-------- Record extracts --------

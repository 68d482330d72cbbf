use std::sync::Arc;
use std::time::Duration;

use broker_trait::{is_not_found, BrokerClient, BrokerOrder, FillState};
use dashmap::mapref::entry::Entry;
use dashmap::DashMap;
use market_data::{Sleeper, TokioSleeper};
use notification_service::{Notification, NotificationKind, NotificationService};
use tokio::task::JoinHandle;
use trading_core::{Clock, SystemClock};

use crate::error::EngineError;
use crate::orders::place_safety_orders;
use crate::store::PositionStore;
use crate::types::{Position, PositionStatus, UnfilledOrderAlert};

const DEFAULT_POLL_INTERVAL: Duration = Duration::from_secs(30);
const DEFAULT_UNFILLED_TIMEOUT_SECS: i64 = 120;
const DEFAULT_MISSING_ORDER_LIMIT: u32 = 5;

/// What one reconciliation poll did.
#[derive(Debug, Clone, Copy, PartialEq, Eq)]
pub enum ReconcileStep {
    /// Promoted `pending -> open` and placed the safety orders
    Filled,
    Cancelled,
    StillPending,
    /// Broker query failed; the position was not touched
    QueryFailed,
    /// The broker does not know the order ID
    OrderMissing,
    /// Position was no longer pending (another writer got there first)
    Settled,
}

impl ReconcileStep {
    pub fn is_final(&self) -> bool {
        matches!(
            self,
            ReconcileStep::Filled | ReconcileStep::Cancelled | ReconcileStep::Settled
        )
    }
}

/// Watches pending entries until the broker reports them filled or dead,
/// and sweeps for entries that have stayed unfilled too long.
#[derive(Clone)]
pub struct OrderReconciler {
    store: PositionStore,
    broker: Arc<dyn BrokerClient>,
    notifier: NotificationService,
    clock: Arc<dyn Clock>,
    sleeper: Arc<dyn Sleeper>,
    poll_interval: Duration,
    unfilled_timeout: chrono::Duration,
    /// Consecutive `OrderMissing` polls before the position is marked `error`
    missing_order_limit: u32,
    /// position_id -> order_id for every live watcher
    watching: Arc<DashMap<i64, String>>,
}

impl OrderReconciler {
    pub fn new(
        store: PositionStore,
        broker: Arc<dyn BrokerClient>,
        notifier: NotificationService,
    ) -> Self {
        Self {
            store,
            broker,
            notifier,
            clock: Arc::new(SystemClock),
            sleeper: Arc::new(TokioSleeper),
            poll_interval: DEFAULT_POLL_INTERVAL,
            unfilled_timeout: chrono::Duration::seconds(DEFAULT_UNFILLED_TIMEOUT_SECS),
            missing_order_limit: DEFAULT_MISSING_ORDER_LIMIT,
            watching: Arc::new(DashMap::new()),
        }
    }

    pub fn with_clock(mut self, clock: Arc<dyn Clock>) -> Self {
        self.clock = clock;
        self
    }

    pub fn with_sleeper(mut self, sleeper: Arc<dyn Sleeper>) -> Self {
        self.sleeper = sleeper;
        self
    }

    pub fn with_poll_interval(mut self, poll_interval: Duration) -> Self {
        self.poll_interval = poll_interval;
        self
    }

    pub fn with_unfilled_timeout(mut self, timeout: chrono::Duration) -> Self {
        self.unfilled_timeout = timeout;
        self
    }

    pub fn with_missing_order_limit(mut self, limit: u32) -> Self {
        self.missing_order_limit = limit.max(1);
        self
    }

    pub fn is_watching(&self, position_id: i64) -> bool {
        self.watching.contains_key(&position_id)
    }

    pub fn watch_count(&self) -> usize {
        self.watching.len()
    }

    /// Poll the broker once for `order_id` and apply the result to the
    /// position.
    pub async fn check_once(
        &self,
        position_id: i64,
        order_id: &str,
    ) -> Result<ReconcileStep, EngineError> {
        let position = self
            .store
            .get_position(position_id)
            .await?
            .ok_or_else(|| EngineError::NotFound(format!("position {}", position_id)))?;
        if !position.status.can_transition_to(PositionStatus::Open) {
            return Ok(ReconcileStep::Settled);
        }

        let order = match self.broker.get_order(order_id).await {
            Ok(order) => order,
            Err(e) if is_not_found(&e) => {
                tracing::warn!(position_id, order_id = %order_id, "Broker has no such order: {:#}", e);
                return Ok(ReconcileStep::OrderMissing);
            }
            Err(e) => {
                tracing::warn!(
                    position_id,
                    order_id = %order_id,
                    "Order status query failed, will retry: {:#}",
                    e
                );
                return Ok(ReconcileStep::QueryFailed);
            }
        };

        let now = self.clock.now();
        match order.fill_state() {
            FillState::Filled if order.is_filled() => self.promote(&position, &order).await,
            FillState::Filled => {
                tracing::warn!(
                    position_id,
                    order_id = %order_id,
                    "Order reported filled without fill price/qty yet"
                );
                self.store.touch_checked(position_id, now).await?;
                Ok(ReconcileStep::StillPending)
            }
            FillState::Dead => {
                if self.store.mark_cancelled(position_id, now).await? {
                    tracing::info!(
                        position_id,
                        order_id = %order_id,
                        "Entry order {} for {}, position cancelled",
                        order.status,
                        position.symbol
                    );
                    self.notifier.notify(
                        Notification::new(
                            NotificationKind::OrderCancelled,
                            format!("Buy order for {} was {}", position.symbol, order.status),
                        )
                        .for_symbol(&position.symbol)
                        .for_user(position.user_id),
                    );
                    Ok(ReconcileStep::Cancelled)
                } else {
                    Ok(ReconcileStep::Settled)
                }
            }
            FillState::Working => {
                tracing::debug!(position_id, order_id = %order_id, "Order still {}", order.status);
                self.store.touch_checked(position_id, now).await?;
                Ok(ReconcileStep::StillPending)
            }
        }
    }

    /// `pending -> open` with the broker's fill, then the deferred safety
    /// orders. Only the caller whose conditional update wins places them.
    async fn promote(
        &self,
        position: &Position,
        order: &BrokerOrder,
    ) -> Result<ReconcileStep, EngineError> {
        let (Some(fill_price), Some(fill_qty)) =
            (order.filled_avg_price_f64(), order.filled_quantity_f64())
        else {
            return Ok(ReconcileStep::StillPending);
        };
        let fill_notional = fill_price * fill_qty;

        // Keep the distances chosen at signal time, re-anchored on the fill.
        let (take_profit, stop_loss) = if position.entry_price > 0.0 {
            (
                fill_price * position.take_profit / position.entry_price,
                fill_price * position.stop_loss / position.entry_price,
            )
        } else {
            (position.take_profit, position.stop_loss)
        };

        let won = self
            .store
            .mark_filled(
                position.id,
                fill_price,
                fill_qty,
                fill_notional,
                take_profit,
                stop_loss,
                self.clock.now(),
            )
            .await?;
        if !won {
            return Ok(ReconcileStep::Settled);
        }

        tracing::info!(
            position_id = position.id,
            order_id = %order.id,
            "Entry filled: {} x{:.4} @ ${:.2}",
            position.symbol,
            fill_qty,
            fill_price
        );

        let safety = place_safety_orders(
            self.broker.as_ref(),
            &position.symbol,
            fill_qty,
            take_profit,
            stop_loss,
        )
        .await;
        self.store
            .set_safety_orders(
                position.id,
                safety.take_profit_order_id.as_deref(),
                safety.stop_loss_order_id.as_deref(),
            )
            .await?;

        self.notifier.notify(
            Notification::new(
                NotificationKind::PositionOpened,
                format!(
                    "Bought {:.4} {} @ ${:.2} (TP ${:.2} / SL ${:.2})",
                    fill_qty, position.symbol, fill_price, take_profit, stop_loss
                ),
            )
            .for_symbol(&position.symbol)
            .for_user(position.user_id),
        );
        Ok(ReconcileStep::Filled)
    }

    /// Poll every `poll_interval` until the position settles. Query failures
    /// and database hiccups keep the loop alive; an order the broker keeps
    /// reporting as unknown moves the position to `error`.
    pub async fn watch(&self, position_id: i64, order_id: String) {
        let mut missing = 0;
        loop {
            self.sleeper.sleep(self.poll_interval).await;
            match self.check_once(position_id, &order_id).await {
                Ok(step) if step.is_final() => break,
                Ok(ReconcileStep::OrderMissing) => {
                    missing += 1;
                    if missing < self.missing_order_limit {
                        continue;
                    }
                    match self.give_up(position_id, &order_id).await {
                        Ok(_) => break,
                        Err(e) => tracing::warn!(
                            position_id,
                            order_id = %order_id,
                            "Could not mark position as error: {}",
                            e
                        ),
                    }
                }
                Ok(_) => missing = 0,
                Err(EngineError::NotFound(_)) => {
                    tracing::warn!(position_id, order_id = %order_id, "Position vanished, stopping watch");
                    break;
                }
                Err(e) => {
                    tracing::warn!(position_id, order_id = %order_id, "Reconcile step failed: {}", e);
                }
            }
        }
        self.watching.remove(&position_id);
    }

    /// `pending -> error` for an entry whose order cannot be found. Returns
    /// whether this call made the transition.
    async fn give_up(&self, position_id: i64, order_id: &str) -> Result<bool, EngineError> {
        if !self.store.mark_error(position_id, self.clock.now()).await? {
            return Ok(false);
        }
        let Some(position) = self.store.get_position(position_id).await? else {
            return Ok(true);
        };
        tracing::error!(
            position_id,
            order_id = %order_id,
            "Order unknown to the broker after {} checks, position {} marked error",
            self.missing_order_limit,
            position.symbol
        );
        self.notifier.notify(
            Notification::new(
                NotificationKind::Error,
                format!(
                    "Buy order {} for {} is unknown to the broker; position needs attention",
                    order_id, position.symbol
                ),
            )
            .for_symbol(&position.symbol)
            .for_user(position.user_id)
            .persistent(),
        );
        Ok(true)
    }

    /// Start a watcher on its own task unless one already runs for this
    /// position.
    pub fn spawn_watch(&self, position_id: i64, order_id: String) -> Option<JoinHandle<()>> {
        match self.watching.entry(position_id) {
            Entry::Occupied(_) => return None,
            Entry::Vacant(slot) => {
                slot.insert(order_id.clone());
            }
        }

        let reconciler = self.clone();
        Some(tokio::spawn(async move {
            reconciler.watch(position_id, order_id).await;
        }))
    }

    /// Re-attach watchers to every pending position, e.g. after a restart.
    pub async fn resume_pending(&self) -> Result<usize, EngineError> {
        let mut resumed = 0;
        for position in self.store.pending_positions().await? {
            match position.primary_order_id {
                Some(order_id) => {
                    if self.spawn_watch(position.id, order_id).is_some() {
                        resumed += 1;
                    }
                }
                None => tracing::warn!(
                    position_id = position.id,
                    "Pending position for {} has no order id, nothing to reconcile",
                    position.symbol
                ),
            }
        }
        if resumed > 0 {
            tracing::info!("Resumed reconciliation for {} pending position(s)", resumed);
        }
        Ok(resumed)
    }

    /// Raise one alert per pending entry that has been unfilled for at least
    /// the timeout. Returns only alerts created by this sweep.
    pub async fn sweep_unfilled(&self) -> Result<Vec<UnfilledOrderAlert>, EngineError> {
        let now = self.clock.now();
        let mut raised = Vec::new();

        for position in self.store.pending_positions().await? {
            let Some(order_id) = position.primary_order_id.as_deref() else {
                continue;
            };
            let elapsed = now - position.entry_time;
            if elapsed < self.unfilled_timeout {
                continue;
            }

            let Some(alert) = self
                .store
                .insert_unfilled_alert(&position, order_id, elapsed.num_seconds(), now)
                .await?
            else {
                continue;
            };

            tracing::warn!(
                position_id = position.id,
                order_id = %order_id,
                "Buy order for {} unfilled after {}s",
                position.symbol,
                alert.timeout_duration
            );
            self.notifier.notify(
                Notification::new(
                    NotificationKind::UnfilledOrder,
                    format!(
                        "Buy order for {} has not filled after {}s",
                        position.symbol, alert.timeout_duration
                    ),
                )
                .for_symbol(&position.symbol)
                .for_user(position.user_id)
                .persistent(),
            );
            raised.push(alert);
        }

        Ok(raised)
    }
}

--------

• Description of the task: Which of the lines in the listing above include "BrokerClient"? Report each of them.

• Solution:
use broker_trait::{is_not_found, BrokerClient, BrokerOrder, FillState};
    broker: Arc<dyn BrokerClient>,
        broker: Arc<dyn BrokerClient>,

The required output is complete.